President Obama is receiving the well-deserved gratitude of the nation for success in taking out Osama bin Laden. The nation applauds, with less exaltation than exhaling, as if we were holding our breath for the last decade without knowing it.

The president’s judgment and steeliness earn praise across the country. Independent pollster Andrew Kohut says he may reap a long term dividend for being a strong leader. Democratic pollster Peter Hart believes the president captured a larger sense, to a “country that has been down... that there is a way of coming back.”

Republicans who have been scorning the president as weak and ineffectual in foreign policy had little choice but to applaud. Hell, even Dick Cheney and Donald Trump offered congratulations.

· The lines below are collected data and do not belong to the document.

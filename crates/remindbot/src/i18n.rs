use std::collections::HashMap;

use fluent_templates::{
    fluent_bundle::{FluentArgs, FluentValue},
    static_loader, Loader,
};
use once_cell::sync::Lazy;
use unic_langid::LanguageIdentifier;

static_loader! {
    static LOCALES = {
        locales: "./locales",
        fallback_language: "ru",
        // Telegram renders the Unicode isolation marks as garbage
        customise: |bundle| bundle.set_use_isolating(false),
    };
}

/// Supported languages (code, human-readable name).
pub static SUPPORTED_LANGS: &[(&str, &str)] = &[("en", "English"), ("ru", "Русский")];

/// Default language identifier used as a fallback.
static DEFAULT_LANG: Lazy<LanguageIdentifier> = Lazy::new(|| "ru".parse().unwrap_or_default());

/// Normalizes a language code into a LanguageIdentifier (falls back to default).
pub fn lang_from_code(code: &str) -> LanguageIdentifier {
    match is_language_supported(code) {
        Some(supported) => supported.parse().unwrap_or_else(|_| DEFAULT_LANG.clone()),
        None => DEFAULT_LANG.clone(),
    }
}

/// Language for a Telegram `language_code`, if the client sent one.
pub fn lang_for(code: Option<&str>) -> LanguageIdentifier {
    code.map(lang_from_code).unwrap_or_else(|| DEFAULT_LANG.clone())
}

/// Returns a localized string for the given key.
/// Converts literal `\n` sequences to actual newlines for proper Telegram formatting.
pub fn t(lang: &LanguageIdentifier, key: &str) -> String {
    let text = LOCALES
        .lookup(lang, key)
        .unwrap_or_else(|| LOCALES.lookup(&DEFAULT_LANG, key).unwrap_or_else(|| key.to_string()));
    text.replace("\\n", "\n")
}

/// Returns a localized string with arguments for interpolation.
/// Converts literal `\n` sequences to actual newlines for proper Telegram formatting.
pub fn t_args(lang: &LanguageIdentifier, key: &str, args: &FluentArgs) -> String {
    let args_map: HashMap<String, FluentValue> = args.iter().map(|(k, v)| (k.to_string(), v.clone())).collect();

    let text = LOCALES.lookup_with_args(lang, key, &args_map).unwrap_or_else(|| {
        LOCALES
            .lookup_with_args(&DEFAULT_LANG, key, &args_map)
            .unwrap_or_else(|| key.to_string())
    });
    text.replace("\\n", "\n")
}

/// Checks if a language code is supported by the bot.
/// Returns the normalized language code if supported, None otherwise.
pub fn is_language_supported(code: &str) -> Option<&'static str> {
    // "en-US" -> "en", "ru-RU" -> "ru"
    let normalized = code.split(['-', '_']).next().unwrap_or(code).to_lowercase();

    SUPPORTED_LANGS
        .iter()
        .find(|(c, _)| c.eq_ignore_ascii_case(&normalized))
        .map(|(c, _)| *c)
}
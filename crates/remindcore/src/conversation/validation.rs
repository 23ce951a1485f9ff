use chrono::{NaiveDate, NaiveDateTime};
use thiserror::Error;

use crate::entry::{parse_birthday_input, parse_reminder_input};

/// A field that failed validation. The conversation stays on the same step.
#[derive(Debug, Clone, Copy, PartialEq, Eq, Error)]
pub enum ValidationError {
    #[error("wrong date format, expected DD-MM-YYYY")]
    WrongDateFormat,

    #[error("wrong date-time format, expected YYYY-MM-DD HH:MM")]
    WrongDateTimeFormat,

    #[error("not an integer number of days")]
    NotAnInteger,

    #[error("number of days cannot be negative")]
    NegativeLeadDays,

    #[error("text cannot be empty")]
    EmptyText,
}

impl ValidationError {
    /// Fluent message id used by the bot to render this error
    pub fn key(&self) -> &'static str {
        match self {
            ValidationError::WrongDateFormat => "validation.wrong_date",
            ValidationError::WrongDateTimeFormat => "validation.wrong_datetime",
            ValidationError::NotAnInteger => "validation.not_integer",
            ValidationError::NegativeLeadDays => "validation.negative_days",
            ValidationError::EmptyText => "validation.empty_text",
        }
    }
}

/// Required free text: must contain something besides whitespace.
pub fn require_text(raw: &str) -> Result<&str, ValidationError> {
    if raw.trim().is_empty() {
        return Err(ValidationError::EmptyText);
    }
    Ok(raw)
}

pub fn birthday_date(raw: &str) -> Result<NaiveDate, ValidationError> {
    parse_birthday_input(raw).ok_or(ValidationError::WrongDateFormat)
}

pub fn reminder_time(raw: &str) -> Result<NaiveDateTime, ValidationError> {
    parse_reminder_input(raw).ok_or(ValidationError::WrongDateTimeFormat)
}

pub fn lead_days(raw: &str) -> Result<i64, ValidationError> {
    let days: i64 = raw.trim().parse().map_err(|_| ValidationError::NotAnInteger)?;
    if days < 0 {
        return Err(ValidationError::NegativeLeadDays);
    }
    Ok(days)
}
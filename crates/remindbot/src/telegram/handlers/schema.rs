//! Dispatcher schema and handler chain builders

use teloxide::dispatching::{UpdateFilterExt, UpdateHandler};
use teloxide::prelude::*;
use teloxide::types::Message;

use remindcore::EntryVariant;

use super::commands::{
    handle_all_command, handle_begin_command, handle_cancel_command, handle_delete_command, handle_help_command,
    handle_list_command, handle_start_command,
};
use super::conversation::handle_conversation_text;
use super::types::{HandlerDeps, HandlerError};
use crate::telegram::bot::Command;
use crate::telegram::Bot;

/// Creates the main dispatcher schema for the Telegram bot.
///
/// Commands are matched first; any other text message is treated as an
/// answer to the sender's active conversation.
pub fn schema(deps: HandlerDeps) -> UpdateHandler<HandlerError> {
    let deps_commands = deps.clone();
    let deps_messages = deps;

    dptree::entry()
        .branch(command_handler(deps_commands))
        .branch(message_handler(deps_messages))
}

fn command_handler(deps: HandlerDeps) -> UpdateHandler<HandlerError> {
    Update::filter_message().branch(dptree::entry().filter_command::<Command>().endpoint(
        move |bot: Bot, msg: Message, cmd: Command| {
            let deps = deps.clone();
            async move {
                log::info!("Received command: {:?} from chat {}", cmd, msg.chat.id);

                match cmd {
                    Command::Start => handle_start_command(&bot, &msg, &deps).await?,
                    Command::Help => handle_help_command(&bot, &msg).await?,
                    Command::Birthday => handle_begin_command(&bot, &msg, &deps, EntryVariant::Birthday).await?,
                    Command::Remind => handle_begin_command(&bot, &msg, &deps, EntryVariant::Reminder).await?,
                    Command::List => handle_list_command(&bot, &msg, &deps).await?,
                    Command::All => handle_all_command(&bot, &msg, &deps).await?,
                    Command::Cancel => handle_cancel_command(&bot, &msg, &deps).await?,
                    Command::Delete(arg) => handle_delete_command(&bot, &msg, &deps, &arg).await?,
                }
                Ok(())
            }
        },
    ))
}

fn message_handler(deps: HandlerDeps) -> UpdateHandler<HandlerError> {
    Update::filter_message()
        .filter(|msg: Message| msg.text().is_some())
        .endpoint(move |bot: Bot, msg: Message| {
            let deps = deps.clone();
            async move { handle_conversation_text(&bot, &msg, &deps).await }
        })
}
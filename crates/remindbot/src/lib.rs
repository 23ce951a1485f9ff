//! remindbot - Telegram front end for the reminder bot
//!
//! Routes commands and free text into `remindcore`'s conversation engine,
//! renders its structured results through Fluent locales and delivers the
//! notifications produced by the sweep scheduler.

#![cfg_attr(test, allow(clippy::unwrap_used, clippy::expect_used))]

pub mod cli;
pub mod i18n;
pub mod telegram;
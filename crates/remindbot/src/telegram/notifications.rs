//! Delivery of scheduled notifications to the chats they belong to.

use teloxide::prelude::*;
use teloxide::RequestError;
use tokio::sync::mpsc;

use remindcore::{DueNotification, EntryStore};

use crate::i18n;
use crate::telegram::{render, Bot};

/// Start the notification dispatcher that receives `DueNotification`s
/// and sends formatted Telegram messages.
pub fn start_notification_dispatcher(bot: Bot, store: EntryStore, mut rx: mpsc::UnboundedReceiver<DueNotification>) {
    tokio::spawn(async move {
        while let Some(notification) = rx.recv().await {
            deliver(&bot, &store, &notification).await;
        }
        log::warn!("Notification dispatcher channel closed");
    });
}

/// Send one notification.
///
/// On a transient failure the delivery marker is cleared so the next sweep
/// sends it again. A chat that blocked the bot keeps the marker.
pub async fn deliver(bot: &Bot, store: &EntryStore, notification: &DueNotification) -> bool {
    let owner = &notification.entry.owner;
    let lang = i18n::lang_for(owner.language_code.as_deref());
    let text = render::notification(&lang, notification);

    match bot.send_message(ChatId(owner.chat_id), text).await {
        Ok(_) => {
            log::info!(
                "Sent {} notification for entry {} to chat {}",
                notification.entry.variant(),
                notification.entry.id,
                owner.chat_id
            );
            true
        }
        Err(e) => {
            if handle_send_error(&e, owner.chat_id) {
                release_for_retry(store, notification.entry.id);
            }
            false
        }
    }
}

/// Log a send error. Returns `true` when the send is worth retrying.
fn handle_send_error(err: &RequestError, chat_id: i64) -> bool {
    if is_blocked_error(&err.to_string()) {
        log::warn!("Bot blocked in chat {}, notification dropped", chat_id);
        return false;
    }

    let retry = is_transient(err);
    log::error!(
        "Failed to send notification to {}: {}{}",
        chat_id,
        err,
        if retry { " (will retry)" } else { "" }
    );
    retry
}

fn is_blocked_error(err_str: &str) -> bool {
    err_str.contains("Forbidden") || err_str.contains("blocked") || err_str.contains("deactivated")
}

/// Network trouble, rate limits and Bot API server errors.
fn is_transient(err: &RequestError) -> bool {
    match err {
        RequestError::Network(_) | RequestError::RetryAfter(_) | RequestError::Io(_) => true,
        RequestError::Api(api) => {
            let text = api.to_string();
            text.contains("Internal Server Error") || text.contains("Bad Gateway") || text.contains("restart")
        }
        _ => false,
    }
}

fn release_for_retry(store: &EntryStore, id: i64) {
    match store.clear_delivered(id) {
        Ok(true) => log::info!("Entry {} will be retried on the next sweep", id),
        Ok(false) => {}
        Err(e) => log::error!("Failed to clear delivery marker of entry {}: {}", id, e),
    }
}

Not surprisingly, many pundits suggested the triumph boosted and perhaps cemented the president’s reelection next year. The Borowitz Report caught the spirit, with the headline” 2012 Election Canceled; President buoyed by 100% approval rating.”

The Washington Post’s veteran reporter Dan Balz offered words of caution. George Bush the First was at 90% in the polls in 1991 after the stunning rout of Saddam Hussein’s forces in the first Iraq war, yet lost re-election in 1992, garnering only 37% of the vote. George the Second saw his popularity soar after September 11, with the successful invasion of Iraq and the capture of Saddam Hussein himself in December 2003, but barely eked out re-election in 2004.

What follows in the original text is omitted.